Accession Number : ADA571307


Title :   Preliminary Comparison of the T-11 Advanced Tactical Parachute System with the T-10D Parachute, Fort Bragg, North Carolina, June 2010-November 2011


Descriptive Note : Interim rept. Jun 2010-Nov 2011


Corporate Author : ARMY PUBLIC HEALTH COMMAND ABERDEEN PROVING GROUND MD ARMY INST OF PUBLIC HEALTH


Personal Author(s) : Knapik, Joseph J ; Steelman, Ryan ; Hoedebecke, Kyle ; Graham, Bria ; Rankin, Shawn ; Klug, Kevin ; Proctor, Stanley ; Jones, Bruce H


Full Text : http://www.dtic.mil/dtic/tr/fulltext/u2/a571307.pdf


Report Date : Dec 2011


Pagination or Media Count : 36


Abstract : This preliminary report compares injury rates between the older T-10D parachute and the newer T-11 parachute. Data were systematically collected on jump operations performed by the 82nd Airborne Division (Fort Bragg, North Carolina) using these parachutes from June 2010 to November 2011. Data on injured jumpers included injury diagnosis, anatomical location, and how the injury occurred.
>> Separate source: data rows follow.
// SPDX-FileCopyrightText: 2026 rgbctrl contributors
//
// SPDX-License-Identifier: BSD-2-Clause

//! Packet classification for the UDP control plane: a datagram is either a
//! JSON op envelope or a legacy plain-text discovery probe.

use crate::types::RawRequest;

/// The plain-text probe older/minimal clients send to find a controller
/// without speaking JSON at all.
pub const DISCOVER_PROBE: &str = "DISCOVER_RGBCTRL";

#[derive(Debug, Clone)]
pub enum Packet {
    Json(RawRequest),
    PlainDiscover,
    Invalid(String),
}

/// Classifies a raw datagram. JSON is recognized by a leading `{` (after
/// trimming whitespace); anything else falls back to the plain-text
/// discovery probe, and anything that is neither is reported as invalid so
/// the caller can decide whether to log or silently drop it.
pub fn classify(bytes: &[u8]) -> Packet {
    let text = match std::str::from_utf8(bytes) {
        Ok(s) => s,
        Err(_) => return Packet::Invalid("non-utf8 datagram".to_string()),
    };
    let trimmed = text.trim();
    if trimmed.starts_with('{') {
        match serde_json::from_str::<RawRequest>(trimmed) {
            Ok(req) => Packet::Json(req),
            Err(e) => Packet::Invalid(format!("bad json: {e}")),
        }
    } else if trimmed == DISCOVER_PROBE {
        Packet::PlainDiscover
    } else {
        Packet::Invalid(format!("unrecognized datagram: {trimmed:?}"))
    }
}

#[cfg(test)]
mod tests {
    use super::*;

    #[test]
    fn classifies_json_envelope() {
        match classify(br#"{"op":"get"}"#) {
            Packet::Json(req) => assert_eq!(req.op, "get"),
            other => panic!("expected Json, got {other:?}"),
        }
    }

    #[test]
    fn classifies_plain_discover_probe() {
        assert!(matches!(
            classify(DISCOVER_PROBE.as_bytes()),
            Packet::PlainDiscover
        ));
    }

    #[test]
    fn trims_whitespace_before_classifying() {
        assert!(matches!(
            classify(b"  DISCOVER_RGBCTRL\r\n"),
            Packet::PlainDiscover
        ));
    }

    #[test]
    fn unrecognized_text_is_invalid() {
        assert!(matches!(classify(b"hello"), Packet::Invalid(_)));
    }

    #[test]
    fn malformed_json_is_invalid() {
        assert!(matches!(classify(b"{not json"), Packet::Invalid(_)));
    }
}
// SPDX-FileCopyrightText: 2026 rgbctrl contributors
//
// SPDX-License-Identifier: BSD-2-Clause

//! Configuration file support for rgbctrl-server.
//!
//! This is distinct from `rgbctrl_core::Config` (the persisted LED
//! animation record exposed over the control plane): `ServerConfig` is
//! the process's own startup configuration — which address/port to
//! listen on, which Pixel Sink backend to drive, where to keep the
//! persisted animation record.

use std::net::{IpAddr, Ipv4Addr};
use std::path::{Path, PathBuf};

use serde::{Deserialize, Serialize};

use rgbctrl_app::{ConfigError, ConfigFile};

#[derive(Debug, Clone, Serialize, Deserialize)]
#[serde(default)]
pub struct ServerConfig {
    pub general: GeneralConfig,
    pub listen: ListenConfig,
    pub sink: SinkConfig,
    pub storage: StorageConfig,
}

impl Default for ServerConfig {
    fn default() -> Self {
        ServerConfig {
            general: GeneralConfig::default(),
            listen: ListenConfig::default(),
            sink: SinkConfig::default(),
            storage: StorageConfig::default(),
        }
    }
}

#[derive(Debug, Clone, Serialize, Deserialize)]
#[serde(default)]
pub struct GeneralConfig {
    pub device_name: String,
    pub log_level: Option<String>,
    /// Explicit `XX:XX:XX:XX:XX:XX` MAC to report from `discover`. When
    /// unset, one is derived deterministically from `device_name`.
    pub mac: Option<String>,
}

impl Default for GeneralConfig {
    fn default() -> Self {
        GeneralConfig {
            device_name: "XBOX RGB".to_string(),
            log_level: None,
            mac: None,
        }
    }
}

#[derive(Debug, Clone, Serialize, Deserialize)]
#[serde(default)]
pub struct ListenConfig {
    pub addr: IpAddr,
    pub port: u16,
    /// Pre-shared key every JSON op must echo back once set. Unset or
    /// empty disables auth entirely.
    pub psk: Option<String>,
}

impl Default for ListenConfig {
    fn default() -> Self {
        ListenConfig {
            addr: IpAddr::V4(Ipv4Addr::UNSPECIFIED),
            port: 7777,
            psk: None,
        }
    }
}

#[derive(Debug, Clone, Serialize, Deserialize)]
#[serde(default)]
pub struct SinkConfig {
    pub backend: String,
    pub serial_path: Option<String>,
    pub serial_baud: u32,
}

impl Default for SinkConfig {
    fn default() -> Self {
        SinkConfig {
            backend: "dummy".to_string(),
            serial_path: None,
            serial_baud: 115_200,
        }
    }
}

#[derive(Debug, Clone, Serialize, Deserialize)]
#[serde(default)]
pub struct StorageConfig {
    pub db_path: PathBuf,
}

impl Default for StorageConfig {
    fn default() -> Self {
        StorageConfig {
            db_path: PathBuf::from("rgbctrl.db"),
        }
    }
}

impl ServerConfig {
    pub fn validate(&self) -> Result<(), String> {
        if let Some(level) = self.general.log_level.as_deref() {
            match level {
                "trace" | "debug" | "info" | "warn" | "error" => {}
                _ => return Err(format!("[general].log_level '{level}' is invalid")),
            }
        }
        if self.listen.port == 0 {
            return Err("[listen].port must be > 0".to_string());
        }
        if let Some(psk) = &self.listen.psk {
            if psk.is_empty() {
                return Err("[listen].psk must not be empty when set".to_string());
            }
        }
        match self.sink.backend.as_str() {
            "dummy" => {}
            "serial" => {
                if self.sink.serial_path.as_deref().unwrap_or("").trim().is_empty() {
                    return Err(
                        "[sink].serial_path must be set when backend = \"serial\"".to_string(),
                    );
                }
                if self.sink.serial_baud == 0 {
                    return Err("[sink].serial_baud must be > 0".to_string());
                }
            }
            other => {
                return Err(format!(
                    "[sink].backend '{other}' is invalid (expected \"dummy\" or \"serial\")"
                ))
            }
        }
        Ok(())
    }

    pub fn load_from_file(path: &Path) -> Result<Self, ConfigError> {
        <Self as ConfigFile>::load_from_file(path)
    }

    pub fn load_from_default_paths() -> Result<(Self, Option<PathBuf>), ConfigError> {
        <Self as ConfigFile>::load_from_default_paths()
    }

    pub fn example_combined_toml() -> String {
        #[derive(Serialize)]
        struct Wrapper {
            #[serde(rename = "rgbctrl-server")]
            inner: ServerConfig,
        }
        toml::to_string_pretty(&Wrapper {
            inner: ServerConfig::default(),
        })
        .unwrap_or_default()
    }
}

impl ConfigFile for ServerConfig {
    fn config_filename() -> &'static str {
        "rgbctrl-server.toml"
    }

    fn combined_key() -> Option<&'static str> {
        Some("rgbctrl-server")
    }
}

#[cfg(test)]
mod tests {
    use super::*;

    #[test]
    fn default_config_is_valid() {
        let cfg = ServerConfig::default();
        assert!(cfg.validate().is_ok());
        assert_eq!(cfg.listen.port, 7777);
        assert_eq!(cfg.general.device_name, "XBOX RGB");
    }

    #[test]
    fn rejects_zero_port() {
        let mut cfg = ServerConfig::default();
        cfg.listen.port = 0;
        assert!(cfg.validate().is_err());
    }

    #[test]
    fn rejects_serial_backend_without_path() {
        let mut cfg = ServerConfig::default();
        cfg.sink.backend = "serial".to_string();
        assert!(cfg.validate().is_err());
    }

    #[test]
    fn accepts_serial_backend_with_path() {
        let mut cfg = ServerConfig::default();
        cfg.sink.backend = "serial".to_string();
        cfg.sink.serial_path = Some("/dev/ttyUSB0".to_string());
        assert!(cfg.validate().is_ok());
    }

    #[test]
    fn example_combined_toml_round_trips() {
        let example = ServerConfig::example_combined_toml();
        let table: toml::Table = toml::from_str(&example).unwrap();
        let section = toml::to_string(table.get("rgbctrl-server").unwrap()).unwrap();
        let _cfg: ServerConfig = toml::from_str(&section).unwrap();
    }
}
// SPDX-FileCopyrightText: 2026 rgbctrl contributors
//
// SPDX-License-Identifier: BSD-2-Clause

use thiserror::Error;

/// Error taxonomy shared by the config store and the control plane.
///
/// Each variant corresponds to one reply envelope the wire protocol can
/// produce; see `rgbctrl-protocol` for how these map onto JSON.
#[derive(Debug, Clone, Error)]
pub enum CtrlError {
    #[error("bad json: {0}")]
    BadJson(String),
    #[error("missing op")]
    MissingOp,
    #[error("unknown op: {0}")]
    UnknownOp(String),
    #[error("bad key")]
    BadKey,
    #[error("need 4 ints")]
    BadCounts,
    #[error("persistence error: {0}")]
    Persistence(String),
}

pub type CtrlResult<T> = Result<T, CtrlError>;
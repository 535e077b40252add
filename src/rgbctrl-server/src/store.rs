// SPDX-FileCopyrightText: 2026 rgbctrl contributors
//
// SPDX-License-Identifier: BSD-2-Clause

//! Config Store: owns the one authoritative [`Config`] record, applies
//! patches under a single lock, and persists the subset that survives a
//! restart to a pickledb file. Render and listener code only ever reads
//! through `current()`/`snapshot()`; every mutation funnels through here.

use std::path::Path;
use std::sync::Mutex;

use pickledb::{PickleDb, PickleDbDumpPolicy, SerializationMethod};
use tracing::warn;

use rgbctrl_core::{Config, ConfigPatch, ConfigSnapshot};

const DB_KEY: &str = "config";

struct State {
    cfg: Config,
    in_preview: bool,
    db: PickleDb,
}

pub struct ConfigStore {
    state: Mutex<State>,
}

impl ConfigStore {
    /// Opens (or creates) the pickledb file at `path`, overlaying any
    /// persisted record onto the compiled-in defaults.
    pub fn load(path: &Path) -> Self {
        let db = PickleDb::load(
            path,
            PickleDbDumpPolicy::AutoDump,
            SerializationMethod::Json,
        )
        .unwrap_or_else(|_| {
            PickleDb::new(path, PickleDbDumpPolicy::AutoDump, SerializationMethod::Json)
        });

        let mut cfg = db.get::<Config>(DB_KEY).unwrap_or_default();
        cfg.clamp();

        ConfigStore {
            state: Mutex::new(State {
                cfg,
                in_preview: false,
                db,
            }),
        }
    }

    pub fn current(&self) -> Config {
        self.state.lock().expect("config store mutex poisoned").cfg.clone()
    }

    pub fn snapshot(&self) -> ConfigSnapshot {
        let state = self.state.lock().expect("config store mutex poisoned");
        let mut snap = state.cfg.snapshot();
        snap.in_preview = state.in_preview;
        snap
    }

    /// Applies a patch to the live record without persisting it, and
    /// marks the record as an unsaved preview.
    pub fn apply_preview(&self, patch: &ConfigPatch) -> Config {
        let mut state = self.state.lock().expect("config store mutex poisoned");
        patch.apply(&mut state.cfg);
        state.in_preview = true;
        state.cfg.clone()
    }

    /// Applies a patch and persists the record. A write failure is logged
    /// but not surfaced to the caller: the in-memory apply has already
    /// succeeded by the time persistence is attempted, and the control
    /// plane reports success on that basis.
    pub fn apply_save(&self, patch: &ConfigPatch) -> Config {
        let mut state = self.state.lock().expect("config store mutex poisoned");
        patch.apply(&mut state.cfg);
        state.in_preview = false;
        if let Err(e) = state.db.set(DB_KEY, &state.cfg) {
            warn!("failed to persist config: {}", e);
        }
        state.cfg.clone()
    }

    /// Erases the persisted record and restores compiled-in defaults.
    pub fn reset(&self) -> Config {
        let mut state = self.state.lock().expect("config store mutex poisoned");
        if let Err(e) = state.db.rem(DB_KEY) {
            warn!("failed to erase persisted config: {}", e);
        }
        state.cfg = Config::default();
        state.in_preview = false;
        state.cfg.clone()
    }

    /// Applies only the per-channel pixel counts, used by `setCounts`.
    pub fn set_counts(&self, counts: [u8; 4]) -> Config {
        let mut state = self.state.lock().expect("config store mutex poisoned");
        state.cfg.count = counts;
        state.cfg.clamp();
        state.cfg.clone()
    }
}

#[cfg(test)]
mod tests {
    use super::*;

    fn temp_db_path(label: &str) -> std::path::PathBuf {
        std::env::temp_dir().join(format!(
            "rgbctrl-store-test-{}-{}.db",
            label,
            std::process::id()
        ))
    }

    #[test]
    fn round_trips_a_save_across_reload() {
        let path = temp_db_path("roundtrip");
        {
            let store = ConfigStore::load(&path);
            let patch: ConfigPatch =
                serde_json::from_value(serde_json::json!({"brightness": 77})).unwrap();
            store.apply_save(&patch);
        }
        let reloaded = ConfigStore::load(&path);
        assert_eq!(reloaded.current().brightness, 77);
        std::fs::remove_file(&path).ok();
    }

    #[test]
    fn preview_does_not_persist() {
        let path = temp_db_path("preview");
        {
            let store = ConfigStore::load(&path);
            let patch: ConfigPatch =
                serde_json::from_value(serde_json::json!({"brightness": 5})).unwrap();
            store.apply_preview(&patch);
            assert!(store.snapshot().in_preview);
        }
        let reloaded = ConfigStore::load(&path);
        assert_ne!(reloaded.current().brightness, 5);
        std::fs::remove_file(&path).ok();
    }

    #[test]
    fn reset_restores_defaults() {
        let path = temp_db_path("reset");
        let store = ConfigStore::load(&path);
        let patch: ConfigPatch =
            serde_json::from_value(serde_json::json!({"brightness": 5})).unwrap();
        store.apply_save(&patch);
        store.reset();
        assert_eq!(store.current().brightness, Config::default().brightness);
        std::fs::remove_file(&path).ok();
    }

    #[test]
    fn set_counts_clamps_out_of_range_values() {
        let path = temp_db_path("counts");
        let store = ConfigStore::load(&path);
        let cfg = store.set_counts([100, 0, 51, 50]);
        assert_eq!(cfg.count, [50, 0, 50, 50]);
        std::fs::remove_file(&path).ok();
    }
}
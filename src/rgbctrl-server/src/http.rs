// SPDX-FileCopyrightText: 2026 rgbctrl contributors
//
// SPDX-License-Identifier: BSD-2-Clause

//! HTTP fallback surface. The core never binds its own HTTP listener or
//! router — an externally owned HTTP server is expected to call these
//! pure handlers from its own route table. Mirrors the same four
//! operations the UDP control plane exposes: read the config page, read
//! the config JSON, preview a patch, save a patch, and reset.

use rgbctrl_core::{ConfigPatch, CtrlError, PendingOp, PendingQueue};

use crate::store::ConfigStore;

/// `GET <base>`: a minimal HTML page embedding the current config JSON.
pub fn get_page_html(store: &ConfigStore) -> String {
    let cfg_json = get_config_json(store);
    format!(
        "<!DOCTYPE html><html><head><title>rgbctrl</title></head><body>\
         <script>window.__RGBCTRL_CONFIG__ = {cfg_json};</script></body></html>"
    )
}

/// `GET <base>/api/ledconfig`: the full config JSON. Callers should send
/// this with `Cache-Control: no-store`.
pub fn get_config_json(store: &ConfigStore) -> serde_json::Value {
    serde_json::to_value(store.snapshot()).unwrap_or(serde_json::Value::Null)
}

/// `POST <base>/api/ledpreview`: same body shape as the UDP `preview` op.
pub fn post_preview(pending: &PendingQueue, body: &serde_json::Value) -> Result<(), CtrlError> {
    enqueue_patch(pending, body, false)
}

/// `POST <base>/api/ledsave`: same body shape as the UDP `save` op.
pub fn post_save(pending: &PendingQueue, body: &serde_json::Value) -> Result<(), CtrlError> {
    enqueue_patch(pending, body, true)
}

/// `POST <base>/api/ledreset`: erases the persisted record and applies
/// defaults.
pub fn post_reset(pending: &PendingQueue) {
    pending.push(PendingOp::Reset);
}

fn enqueue_patch(
    pending: &PendingQueue,
    body: &serde_json::Value,
    persist: bool,
) -> Result<(), CtrlError> {
    let patch = ConfigPatch::from_request_body(body).map_err(|e| CtrlError::BadJson(e.to_string()))?;
    pending.push(PendingOp::Cfg { patch, persist });
    Ok(())
}

#[cfg(test)]
mod tests {
    use super::*;

    #[test]
    fn post_preview_enqueues_a_cfg_op() {
        let pending = PendingQueue::new();
        let body = serde_json::json!({ "brightness": 42 });
        post_preview(&pending, &body).unwrap();
        assert!(!pending.is_empty());
    }

    #[test]
    fn post_reset_enqueues_a_reset_op() {
        let pending = PendingQueue::new();
        post_reset(&pending);
        assert!(matches!(pending.pop_highest_priority(), Some(PendingOp::Reset)));
    }

    #[test]
    fn post_save_clamps_out_of_range_mode_instead_of_rejecting() {
        let pending = PendingQueue::new();
        let body = serde_json::json!({ "mode": 999 });
        assert!(post_save(&pending, &body).is_ok());
        match pending.pop_highest_priority() {
            Some(PendingOp::Cfg { patch, persist: true }) => {
                assert_eq!(patch.mode, Some(rgbctrl_core::Mode::Custom));
            }
            other => panic!("unexpected {other:?}"),
        }
    }
}
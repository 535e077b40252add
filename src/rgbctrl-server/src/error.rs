// SPDX-FileCopyrightText: 2026 rgbctrl contributors
//
// SPDX-License-Identifier: BSD-2-Clause

//! Binary-level error alias. The individual crates (`rgbctrl-core`,
//! `rgbctrl-protocol`, `rgbctrl-sinks`) define their own typed errors
//! where a caller might want to match on a variant; `main` and the task
//! wiring just need a boxed error it can bubble up to the process exit.

pub use rgbctrl_core::DynResult;
// SPDX-FileCopyrightText: 2026 rgbctrl contributors
//
// SPDX-License-Identifier: BSD-2-Clause

//! Wire-level JSON protocol for the UDP control plane: packet
//! classification, request/reply DTOs, and pre-shared-key auth.

pub mod auth;
pub mod codec;
pub mod types;

pub use auth::{NoAuthValidator, PskValidator, SharedKeyValidator};
pub use codec::{classify, Packet, DISCOVER_PROBE};
pub use types::{DiscoverReply, RawRequest, ReplyEnvelope};
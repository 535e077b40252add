// SPDX-FileCopyrightText: 2026 rgbctrl contributors
//
// SPDX-License-Identifier: BSD-2-Clause

//! Transport DTOs for the UDP control-plane JSON protocol.

use serde::{Deserialize, Serialize};

use rgbctrl_core::ConfigSnapshot;

/// Presence broadcast and reply to a `discover` request.
#[derive(Debug, Clone, Serialize, Deserialize)]
#[serde(rename_all = "camelCase")]
pub struct DiscoverReply {
    pub id: String,
    pub ip: String,
    pub name: String,
    pub build_version: String,
    pub ring_len: u32,
}

/// One incoming request, still tagged by its raw `op` string and an
/// unparsed body. `op` is optional at this layer (rather than failing
/// deserialization outright) so the control plane can reply with the
/// specific "missing op" error the wire protocol documents instead of a
/// generic parse failure. The control plane resolves `op` to behavior and
/// only then asks `rgbctrl-core` to parse the body into a [`ConfigPatch`],
/// mirroring how the wire accepts both a nested `cfg` object and a flat
/// top-level body for the same request.
///
/// [`ConfigPatch`]: rgbctrl_core::ConfigPatch
#[derive(Debug, Clone, Deserialize)]
pub struct RawRequest {
    #[serde(default)]
    pub op: Option<String>,
    #[serde(default, rename = "key")]
    pub auth: Option<String>,
    #[serde(flatten)]
    pub body: serde_json::Value,
}

/// Reply envelope for every JSON op. `data` carries the op-specific
/// payload (a [`ConfigSnapshot`] for `get`/`preview`/`save`/`reset`, a
/// [`DiscoverReply`] for `discover`) serialized ahead of time so this type
/// stays payload-agnostic.
#[derive(Debug, Clone, Serialize)]
pub struct ReplyEnvelope {
    pub ok: bool,
    #[serde(skip_serializing_if = "Option::is_none")]
    pub data: Option<serde_json::Value>,
    #[serde(skip_serializing_if = "Option::is_none")]
    pub error: Option<String>,
}

impl ReplyEnvelope {
    pub fn ok_snapshot(snapshot: &ConfigSnapshot) -> Self {
        ReplyEnvelope {
            ok: true,
            data: serde_json::to_value(snapshot).ok(),
            error: None,
        }
    }

    pub fn ok_discover(reply: &DiscoverReply) -> Self {
        ReplyEnvelope {
            ok: true,
            data: serde_json::to_value(reply).ok(),
            error: None,
        }
    }

    pub fn err(message: impl Into<String>) -> Self {
        ReplyEnvelope {
            ok: false,
            data: None,
            error: Some(message.into()),
        }
    }
}

#[cfg(test)]
mod tests {
    use super::*;

    #[test]
    fn raw_request_parses_flat_body() {
        let raw: RawRequest =
            serde_json::from_str(r#"{"op":"preview","brightness":5}"#).unwrap();
        assert_eq!(raw.op.as_deref(), Some("preview"));
        assert_eq!(raw.body["brightness"], 5);
    }

    #[test]
    fn raw_request_parses_nested_cfg_body() {
        let raw: RawRequest =
            serde_json::from_str(r#"{"op":"save","cfg":{"brightness":5}}"#).unwrap();
        assert_eq!(raw.body["cfg"]["brightness"], 5);
    }

    #[test]
    fn raw_request_reads_key_field_into_auth() {
        let raw: RawRequest =
            serde_json::from_str(r#"{"op":"save","key":"secret"}"#).unwrap();
        assert_eq!(raw.auth.as_deref(), Some("secret"));
    }

    #[test]
    fn raw_request_missing_op_parses_as_none() {
        let raw: RawRequest = serde_json::from_str(r#"{"brightness":5}"#).unwrap();
        assert!(raw.op.is_none());
    }

    #[test]
    fn err_reply_omits_data() {
        let reply = ReplyEnvelope::err("bad key");
        let json = serde_json::to_value(&reply).unwrap();
        assert!(json.get("data").is_none());
        assert_eq!(json["error"], "bad key");
    }
}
Operational data from flight manifests and flash reports included the date and time of the jump, type of parachute, type of jump (administrative/non-tactical (Hollywood) or combat load), unit involved, drop zone, entanglements, Soldiers' rank, jump order (order in which the Soldiers exited the aircraft), door side (right, left, tailgate), and aircraft type. Temperature, humidity, and wind speed were obtained using a Kestrel Model 4500 pocket weather tracker. There were a total of 63,487 jumps resulting in 678 injured Soldiers for a crude injury incidence of 10.7/1,000 jumps. There were 59,370 jumps (94%) with the T-10 and 4,117 jumps (6%) with the T-11. Most injuries (85%) with a known injury mechanism were associated with ground impact. In univariate analysis, risk of injury with the T-10 was 11.1/1,000 jumps, and that with the T-11 was 5.3/1,000 jumps (risk ratio (T-10/T-11)=2.08, 95% confidence interval=1.35-3.13, p0.01). Other factors that independently increased injury risk included night jumps, combat loads, higher wind speeds, higher temperatures, and entanglements. After controlling for these factors in a multivariate analysis, injury risk was still higher for the T-10 parachute when compared to the T-11 (odds ratio (T-10/T-11)=1.64, 95%confidence interval=1.05-2.50, p=0.03). Most of the reduction in T-11 injury risk occurred during night jumps with combat loads, but there were very limited T-11 data under these conditions (941 jumps). There was only one nighttime combat loaded T-11 injury and that injury was a fatality.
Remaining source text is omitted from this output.